Iuliu Maniu, un homme politique d’exception
Steliu Lambru, 23.01.2023, 12:08
L’image de la politique, et surtout celle du politicien, s’est
beaucoup dégradée ces dernières décennies, et cela pour des raisons de plus
diverses. Il n’empêche que si nul homme n’est parfait, l’histoire des nations a
été bâtie par des hommes et de femmes d’Etat d’une envergure remarquable. Et il
n’y a nul autre contexte qui permette au caractère d’un homme d’Etat de se
révéler pleinement que dans l’adversité. L’un de ces hommes d’Etat remarquables
a été Iuliu Maniu, né il y a voici 150 ans, le 8 janvier 1873, à Șimleul
Silvaniei, en Transylvanie, dans le nord-ouest de la Roumanie d’aujourd’hui. Devenu,
comme son père, avocat, il obtient le titre de docteur en droit à l’Université
de Vienne en 1896, avant d’entrer dans la vie politique, dans les rangs du
parti National Roumain actif dans cette partie de l’empire d’Autriche-Hongrie
qu’était la Transylvanie d’alors. Elu député dans le parlement de Budapest en
1906, enrôlé en 1915 et envoyé sur le front d’Italie, on le retrouve à la fin
de la guerre parmi les organisateurs de l’assemblée populaire d’Alba Iulia, qui
allait décider l’union de la Transylvanie au royaume de Roumanie. Dans la
Roumanie de l’entre-deux guerres, il fonde avec Ion Mihalache, en 1926, le
parti National Paysan. A la tête de ce dernier, il sera à trois reprises
président du Conseil de ministres. Démocrate convaincu, il refuse de collaborer
aussi bien avec les fascistes, arrivés au pouvoir au mois de septembre 1940,
qu’avec, plus tard, début 1945, les communistes. Arrêté et condamné par ces
derniers, soumis à un régime d’extermination, Iuliu Maniu s’éteint, à l’âge de 82
ans, le 5 février 1953, dans le pénitentiaire de Sighet.
Par sa droiture,
par son charisme, par son attachement aux valeurs démocratiques, par la
ténacité avec laquelle il se bâtit jusqu’au bout pour la sauvegarde de ces
valeurs, la personnalité de Iuliu Maniu a frappé l’esprit des contemporains et
la mémoire de nouvelles générations. Des pages de mémoires que ses
contemporains ont laissé à la postérité ressort l’image d’un homme incorruptible,
charismatique et tenace, cet homme de courage et de principes dont les nations
ont le plus grand besoin dans les moments charnières de leur histoire.
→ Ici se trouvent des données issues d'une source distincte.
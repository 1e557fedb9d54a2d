use chrono::Local;
use log::{Level, LevelFilter, Metadata, Record};

/// Writes timestamped log lines to stderr so stdout stays clean for reports
pub struct CliLogger {
    level: LevelFilter,
}

impl CliLogger {
    pub fn new(level: LevelFilter) -> Self {
        Self { level }
    }

    /// Map the number of `-v` flags to a level filter
    pub fn from_verbosity(verbose: u8) -> Self {
        let level = match verbose {
            0 => LevelFilter::Warn,
            1 => LevelFilter::Info,
            2 => LevelFilter::Debug,
            _ => LevelFilter::Trace,
        };
        Self::new(level)
    }

    pub fn init(self) -> Result<(), log::SetLoggerError> {
        let level = self.level;
        log::set_boxed_logger(Box::new(self))?;
        log::set_max_level(level);
        Ok(())
    }
}

impl log::Log for CliLogger {
    fn enabled(&self, metadata: &Metadata) -> bool {
        metadata.level() <= self.level
    }

    fn log(&self, record: &Record) {
        if !self.enabled(record.metadata()) {
            return;
        }

        let timestamp = Local::now().format("%H:%M:%S%.3f");
        match record.level() {
            Level::Error | Level::Warn => eprintln!(
                "{} {:<5} {}",
                timestamp,
                record.level(),
                record.args()
            ),
            _ => eprintln!(
                "{} {:<5} [{}] {}",
                timestamp,
                record.level(),
                record.target(),
                record.args()
            ),
        }
    }

    fn flush(&self) {}
}
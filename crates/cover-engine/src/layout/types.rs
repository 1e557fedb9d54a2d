//! Layout data types for cover panels
//!
//! All coordinates are millimeters in sheet space: origin at the top-left
//! corner of the cover sheet, y growing downward.

use crate::source::PanelImage;
use crate::types::PanelKind;
use std::sync::Arc;

/// A rectangular area in millimeters
#[derive(Debug, Clone, Copy, PartialEq, Default)]
pub struct Rect {
    /// X position (left edge)
    pub x: f64,
    /// Y position (top edge)
    pub y: f64,
    pub width: f64,
    pub height: f64,
}

impl Rect {
    pub fn new(x: f64, y: f64, width: f64, height: f64) -> Self {
        Self {
            x,
            y,
            width,
            height,
        }
    }

    /// Right edge x coordinate
    pub fn right(&self) -> f64 {
        self.x + self.width
    }

    /// Bottom edge y coordinate
    pub fn bottom(&self) -> f64 {
        self.y + self.height
    }

    pub fn center_x(&self) -> f64 {
        self.x + self.width / 2.0
    }

    pub fn center_y(&self) -> f64 {
        self.y + self.height / 2.0
    }
}

/// Placement of one panel before any artwork is attached
#[derive(Debug, Clone, Copy, PartialEq)]
pub struct PanelGeometry {
    pub kind: PanelKind,
    /// Drawn rectangle, scale already applied
    pub rect: Rect,
    /// Visual scale factor (always 1.0 for the spine)
    pub scale: f64,
}

/// Geometry of all three panels, as produced by the placement engine
#[derive(Debug, Clone, Copy, PartialEq)]
pub struct PanelLayout {
    pub back: PanelGeometry,
    pub spine: PanelGeometry,
    pub front: PanelGeometry,
}

impl PanelLayout {
    pub fn get(&self, kind: PanelKind) -> &PanelGeometry {
        match kind {
            PanelKind::Back => &self.back,
            PanelKind::Spine => &self.spine,
            PanelKind::Front => &self.front,
        }
    }
}

/// A placed panel handed to the renderer.
///
/// `source` is `None` when the panel's upload failed to load; the renderer
/// then draws guides only.
#[derive(Debug, Clone)]
pub struct CoverPanel {
    pub kind: PanelKind,
    pub rect: Rect,
    pub scale: f64,
    pub source: Option<Arc<PanelImage>>,
}

impl CoverPanel {
    /// Stable identity, equal to the panel kind
    pub fn id(&self) -> PanelKind {
        self.kind
    }
}

/// Complete set of panels for one frame, in sheet order.
///
/// Replaced as a whole whenever any input changes; never patched.
#[derive(Debug, Clone, Default)]
pub struct PanelSet {
    panels: Vec<CoverPanel>,
}

impl PanelSet {
    pub(crate) fn from_sorted(panels: Vec<CoverPanel>) -> Self {
        Self { panels }
    }

    pub fn get(&self, kind: PanelKind) -> Option<&CoverPanel> {
        self.panels.iter().find(|panel| panel.kind == kind)
    }

    pub fn iter(&self) -> impl Iterator<Item = &CoverPanel> {
        self.panels.iter()
    }

    pub fn len(&self) -> usize {
        self.panels.len()
    }

    pub fn is_empty(&self) -> bool {
        self.panels.is_empty()
    }
}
Conservé
jalousement par le Centre d’histoire orale de la Radiodiffusion roumaine,
écoutons le témoignage d’Ioana
Berindei, dont le père, Ioan Hudiţă, un des leaders du parti National Paysan, a
été un témoin privilégié de l’action dirigé par Iuliu Maniu pour faire barrage
à l’instauration de la dictature communiste. Ioana Berindei :
« Maniu était un homme d’une grande modestie. Un homme extrêmement
gentil et agréable, avec une voix caressante. Il venait dîner parfois chez
nous, et je me souviens qu’une fois je suis venue à sa rencontre et il nous a
accueillis avec ces mots : « Bonjour, chères demoiselles ». Et
il y avait une tâche sur son col et lui ai demandé la permission de l’essuyer,
pour pas que l’on se moque de lui ailleurs. Il était confus de ne l’avoir pas
vue. Il était un peu souffrant à ce moment-là. Il avait la goutte, et avait du
mal à se déplacer. Mais je ne l’avais jamais vu de mauvaise humeur, impatient,
ou irrité. Il était d’un calme olympien. Mais en tant qu’homme politique, il
était intransigeant. C’est ce que mon père appréciait par-dessus tout. Il ne
lâchait jamais, coûte que coûte. Certains médisaient, prétendant qu’il avait
toujours un mal fou à se décider. C’étaient des bêtises. C’étaient de simples
médisances, des sornettes sorties par ses adversaires politiques. Ecoutez, il
faut que vous dise, et pas parce que mon père l’aimait, mais moi, je le
trouvais un homme charmant, un modèle ».
Sergiu Macarie, jeune activiste du parti National Paysan au milieu des années 40,
racontait dans une interview enregistrée en 2000 la manière dont Iuliu Maniu
s’était mobilisé, en dépit de son âge avancé et de son état de santé
défaillant, pour faire barrage à la montée du communisme, emmené par les chars
soviétiques, dans la société roumaine d’après 1945. Sergiu
Macarie :
« Tous les deux, trois jours, il y avait des
bagarres entre nous et les bandes communistes. C’étaient des provocateurs,
envoyés par les communistes pour foutre le bordel dans les manifestations
démocratiques. A part nous, les jeunes, il y avait encore Ilie Lazar, un des
leaders de notre parti. On allait place du Palais, pour acclamer le roi, qui
incarnait la nation, la démocratie, la liberté. Mais les provocateurs
communistes débarquaient toujours, armés de gourdins, et essayaient de foutre
le bordel. Prenez, le 15 mai 1945, il y avait l’anniversaire de la grande
assemblée populaire de Blaj. Et Maniu était présent. Mais notre manifestation
était cernée de toutes parts, par des camions et les hommes de main des
communistes. On est quand même parvenu de faire sortir indemne notre président
de la cohue. »
Iuliu
Maniu a été perçu par ses contemporains, et rangé plus tard par les historiens,
dans la galerie des ceux, peu nombreux, qui ont incarné les valeurs
démocratiques jusqu’au sacrifice suprême. Certes, son opposition farouche n’a
pas changé le cours de l’histoire. Mais sa figure tutélaire a été un repère
incontournable pour des générations de militants roumains qui se sont battus
pour la démocratie et la liberté. (Trad. Ionut Jugureanu)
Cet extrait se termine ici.